I have always used drill rod for crankshafts. I don't like the more corrosive nature of 12L14, but I have never had a problem like yours. I generally use a high silver content braze material that flows at about 1250F. I use a white brazing flux I get at Brownells called Ultra Flux. I don't think it is anything special. As others have said, I suspect you might be exhausting and buring the flux. This could be from too high temperature, or prolonged slow heating. The flux has a limited useful life at temperature, but it is usually quite adequate. Most white fluxes will melt and turn clear at the about 1100F. Apply heat as fast as possible up to the flux melting point, slow up heat application, watch for the flux flowing clear, begin to test temperture by touching braze to surface. When it flows maintain temperature and complete the brazing. There is no need to go any higher in temperature. You should be able to bring up the temperature within 45-60 seconds. If not, you probably need a larger torch. Once white flux turns black, it is useless, and you have to start over. I would practice on a similar sized object prior to your next attempt. You'll figure it out pretty quick. 

Jeff


----------



## Jasonb (Jan 16, 2012)

I'd also say you have exhausted the flux by taking too long to get things upto heat. On large assemblies I use Tenacity #5 or HT5 should have something similar where you are. This is made for the higher melting point silver solders and also use with stainless steel and stays active for a lot longer than the standard flux.

J


----------



## Deanofid (Jan 17, 2012)

'



			
				Harold Lee  said:
			
		

> The flux I used was Harris Stay-Silv White Brazing Flux. Part number 40022.


That's the right kind of flux Harold, so you can rule that problem out. I use the same brand and type.
It works on steel as well as brass, copper, etc.

Like others have said, you need to get the heat into it in a timely manner. If you're heating it five 
minutes just to get the piece hot enough to melt the silver, it's taking too long. The flux is eventually 
exhausted. Looking closer at your pictures, it appears you have some beaded up silver alloy, which 
means the piece wasn't hot enough, or the flux quit before the silver could flow.

Try a little experiment before you continue with your work piece; Cut a couple of smallish pieces of 
your steel and hard solder them so you know what the flux looks like when it starts to flow. Try 
something like a 1/2" diameter disc about 1/4" thick and a short bit of 1/4" rod to join to it. Your 
torches will have enough heat to do that, and you'll know what things look like as they happen.

What silver percentage is your brazing alloy?


----------



## Swede (Jan 22, 2012)

Already beaten to it, I thought the flux might have been incorrect, but the Harris product is good stuff. Your poor crankshaft should look NOTHING like that.

One thing with silver braze flux - I used to skimp, but no more. Now, I paint that stuff on with a popsicle stick, really put a ton of it in there, so the steel for several inches away from the heat is coated. It melts and protects the bare steel. The more flux the merrier, I say. How much flux did you use?
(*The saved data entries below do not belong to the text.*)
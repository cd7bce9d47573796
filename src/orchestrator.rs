//! Coordinated synchronization of the latest remote batch.
//!
//! One call to [`SyncOrchestrator::sync_if_needed`] performs at most one
//! metadata probe, one download and one atomic import. Retries belong to the
//! caller. At most one sync (or orphan cleanup) runs at a time; callers that
//! arrive while a sync is in flight wait for it and share its outcome.

use std::sync::{Arc, Condvar, Mutex, MutexGuard, PoisonError};
use std::time::Duration;

use log::{debug, info, warn};
use serde::Serialize;

use crate::cache_gate::CacheGate;
use crate::error::{SyncError, SyncResult};
use crate::local_db_model::{ImportResult, RemoteBatchDescriptor};
use crate::resolver::resolve;
use crate::storage::{FreshnessLedger, ProblemStore};
use crate::transport::BatchSource;

/// Last completed remote probe.
pub const CHECK_KEY: &str = "latest-batch-check";
/// Remote token whose import (or skip) last completed.
pub const SETTLED_KEY: &str = "latest-batch-settled";
const NO_REMOTE_TOKEN: &str = "none";

#[derive(Debug, Clone, Copy, PartialEq, Eq, Serialize)]
#[serde(rename_all = "camelCase")]
pub enum SyncStatus {
    /// Throttled; no network call was made.
    NoCheckPerformed,
    /// The remote has no published batch.
    RemoteEmpty,
    Completed(ImportResult),
}

#[derive(Debug, Clone, Copy, PartialEq, Eq, Serialize)]
#[serde(rename_all = "camelCase")]
pub struct SyncOutcome {
    pub did_change: bool,
    pub status: SyncStatus,
}

impl SyncOutcome {
    fn unchanged(status: SyncStatus) -> Self {
        Self {
            did_change: false,
            status,
        }
    }
}

#[derive(Debug, Clone, Copy, PartialEq, Eq)]
enum Flight {
    Idle,
    Syncing,
    Pruning,
}

struct FlightState {
    current: Flight,
    generation: u64,
    last: Option<SyncResult<SyncOutcome>>,
}

/// Resets the flight state when a run finishes, including by panic.
struct Landing<'a> {
    state: &'a Mutex<FlightState>,
    landed: &'a Condvar,
    outcome: Option<SyncResult<SyncOutcome>>,
    records_outcome: bool,
}

impl Drop for Landing<'_> {
    fn drop(&mut self) {
        let mut state = self.state.lock().unwrap_or_else(PoisonError::into_inner);
        state.current = Flight::Idle;
        state.generation = state.generation.wrapping_add(1);
        if self.records_outcome {
            state.last = self.outcome.take();
        }
        self.landed.notify_all();
    }
}

pub struct SyncOrchestrator<T, S>
where
    T: BatchSource,
    S: ProblemStore + FreshnessLedger,
{
    transport: Arc<T>,
    store: Arc<S>,
    gate: CacheGate<S>,
    state: Mutex<FlightState>,
    landed: Condvar,
}

impl<T, S> SyncOrchestrator<T, S>
where
    T: BatchSource,
    S: ProblemStore + FreshnessLedger,
{
    pub fn new(transport: Arc<T>, store: Arc<S>, gate: CacheGate<S>) -> Self {
        Self {
            transport,
            store,
            gate,
            state: Mutex::new(FlightState {
                current: Flight::Idle,
                generation: 0,
                last: None,
            }),
            landed: Condvar::new(),
        }
    }

    pub fn store(&self) -> &Arc<S> {
        &self.store
    }

    pub fn gate(&self) -> &CacheGate<S> {
        &self.gate
    }

    /// Runs one sync attempt, or joins the one already in flight.
    pub fn sync_if_needed(&self, min_interval: Duration) -> SyncResult<SyncOutcome> {
        let mut state = self.lock_state();
        loop {
            let current = state.current;
            match current {
                Flight::Idle => break,
                Flight::Syncing => {
                    debug!("Sync already in flight, waiting for its outcome");
                    let generation = state.generation;
                    while state.generation == generation {
                        state = self.wait(state);
                    }
                    if let Some(outcome) = state.last.clone() {
                        return outcome;
                    }
                }
                Flight::Pruning => state = self.wait(state),
            }
        }
        state.current = Flight::Syncing;
        drop(state);
        self.fly(min_interval)
    }

    /// Like [`sync_if_needed`](Self::sync_if_needed) but rejects instead of waiting.
    pub fn try_sync_if_needed(&self, min_interval: Duration) -> SyncResult<SyncOutcome> {
        let mut state = self.lock_state();
        if state.current != Flight::Idle {
            return Err(SyncError::SyncInProgress);
        }
        state.current = Flight::Syncing;
        drop(state);
        self.fly(min_interval)
    }

    /// Removes every local batch the remote no longer lists.
    pub fn cleanup_orphaned_batches(&self, valid_ids: &[String]) -> SyncResult<usize> {
        let mut state = self.lock_state();
        while state.current != Flight::Idle {
            state = self.wait(state);
        }
        state.current = Flight::Pruning;
        drop(state);

        let _landing = Landing {
            state: &self.state,
            landed: &self.landed,
            outcome: None,
            records_outcome: false,
        };
        self.store.cleanup_orphaned_batches(valid_ids)
    }

    fn fly(&self, min_interval: Duration) -> SyncResult<SyncOutcome> {
        let mut landing = Landing {
            state: &self.state,
            landed: &self.landed,
            outcome: None,
            records_outcome: true,
        };
        let outcome = self.run_once(min_interval);
        landing.outcome = Some(outcome.clone());
        outcome
    }

    fn run_once(&self, min_interval: Duration) -> SyncResult<SyncOutcome> {
        if !self.check_due(min_interval) {
            debug!("Remote check not due yet");
            return Ok(SyncOutcome::unchanged(SyncStatus::NoCheckPerformed));
        }

        let latest = match self.transport.check_latest() {
            Ok(latest) => latest,
            Err(err @ SyncError::Network(_)) => {
                warn!("Latest batch check failed: {err}");
                return Err(err);
            }
            Err(err) => {
                warn!("Latest batch check returned unusable data: {err}");
                self.gate.record_check(CHECK_KEY, None)?;
                return Err(err);
            }
        };

        let token = latest
            .as_ref()
            .map(RemoteBatchDescriptor::token)
            .unwrap_or_else(|| NO_REMOTE_TOKEN.to_string());
        self.gate.record_check(CHECK_KEY, Some(&token))?;

        let Some(descriptor) = latest else {
            self.settle(&token);
            return Ok(SyncOutcome::unchanged(SyncStatus::RemoteEmpty));
        };

        let local = self.store.get_batch_view(&descriptor.batch_id)?;
        let resolution = resolve(&descriptor, local.as_ref());
        if !resolution.needs_payload() {
            debug!("Batch {} is already current", descriptor.batch_id);
            self.settle(&token);
            return Ok(SyncOutcome::unchanged(SyncStatus::Completed(ImportResult::SkippedExisting)));
        }

        info!(
            "Fetching batch {} ({} problems) for {:?}",
            descriptor.batch_id,
            descriptor.problem_count,
            resolution.result()
        );
        let imported = self
            .transport
            .fetch_batch(&descriptor)
            .and_then(|payload| self.store.import_problem_batch(&descriptor, &payload.problems));
        let result = match imported {
            Ok(result) => result,
            Err(err) if rejects_batch(&err) => {
                // Corrupt remote data waits for the next throttled check.
                warn!("Batch {} rejected: {err}", descriptor.batch_id);
                self.settle(&token);
                return Err(err);
            }
            Err(err) => return Err(err),
        };
        self.settle(&token);

        Ok(SyncOutcome {
            did_change: result.changed(),
            status: SyncStatus::Completed(result),
        })
    }

    /// Due when the throttle elapsed, or when the last probe saw a batch whose
    /// import never completed.
    fn check_due(&self, min_interval: Duration) -> bool {
        if self.gate.should_check_remote(CHECK_KEY, min_interval) {
            return true;
        }
        match self.gate.token(CHECK_KEY) {
            Some(checked) if checked != NO_REMOTE_TOKEN => {
                let pending = self.gate.token(SETTLED_KEY).as_deref() != Some(checked.as_str());
                if pending {
                    debug!("Previous import of {checked} did not complete, checking again");
                }
                pending
            }
            _ => false,
        }
    }

    /// Marks `token` as handled. A failure here only costs one extra check,
    /// which resolves to a skip once the import is committed.
    fn settle(&self, token: &str) {
        if let Err(err) = self.gate.record_check(SETTLED_KEY, Some(token)) {
            warn!("Cannot record settled batch {token}: {err}");
        }
    }

    fn lock_state(&self) -> MutexGuard<'_, FlightState> {
        self.state.lock().unwrap_or_else(PoisonError::into_inner)
    }

    fn wait<'a>(&self, guard: MutexGuard<'a, FlightState>) -> MutexGuard<'a, FlightState> {
        self.landed.wait(guard).unwrap_or_else(PoisonError::into_inner)
    }
}

/// Errors that condemn the published batch itself rather than this attempt.
fn rejects_batch(err: &SyncError) -> bool {
    matches!(
        err,
        SyncError::MalformedResponse(_) | SyncError::SizeMismatch { .. } | SyncError::InvalidInput(_)
    )
}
Exposed steel NOT to be brazed can be protected with borosilicate glass powder.

Flux exhausted is also a strong possibility.

For an assembly like that, I'd have two torches, one a regular propane torch with a spreader attachment to provide some bulk heat, and another hand help MAPP torch. You can set the assembly up so that it hangs or is otherwise exposed to a continuous soft propane flame, then work the MAPP torch at the braze area. All this assumes you don't have oxy-acetylene.

Has anyone tried using a TIG torch with perhaps the polarity reversed to heat up steel for fine silver braze work? I've been tempted to try it. I'd set the torch for DCEP (I think that's what it is... set up as if it's for aluminum, which spreads the arc) and keep the amperage low enough to avoid melting the steel. You'd get a very quick red heat in a small area. Dab in the silver braze, then move on. The TIG Argon supply would help protect the work.


----------



## Harold Lee (Jan 22, 2012)

Guys - I think all of you hit on the problem... I think I did not have enough flux and it burnt off.... I did cut one of the journals on the small diameter and it did penetrate ok. 
I think one of the issues is trying to solder two different sizes of journals on the same part without burning up the metal. I'm thinking I should try to solder in the following sequence....

Gob flux on both crank webs.
Solder the large diameter crank on one web while it is facing up. Then solder the smaller diameter (Rod bearing).

Turn the part over and solder the large diameter on the second web. Than solder the smaller diameter.

Any comments?

Thanks again for all of the help.

Harold


----------



## Rustkolector (Jan 22, 2012)

Harold,
When I silver braze a large assembly I usually improvise using the following depending on the size of the assembly:
Largest size - put it on my propane turkey fryer heater for preheat, and braze when up to temp (wear gloves).
Medium size - put it on an old 1500 watt hot plate for preheat (don't contact the glowing elements)
Smaller size - put on on a brazing harth made of fireplace fire brick with sides and top close to object to conserve heat. 
          You can prop a second propane torch against the harth for added heat if needed. 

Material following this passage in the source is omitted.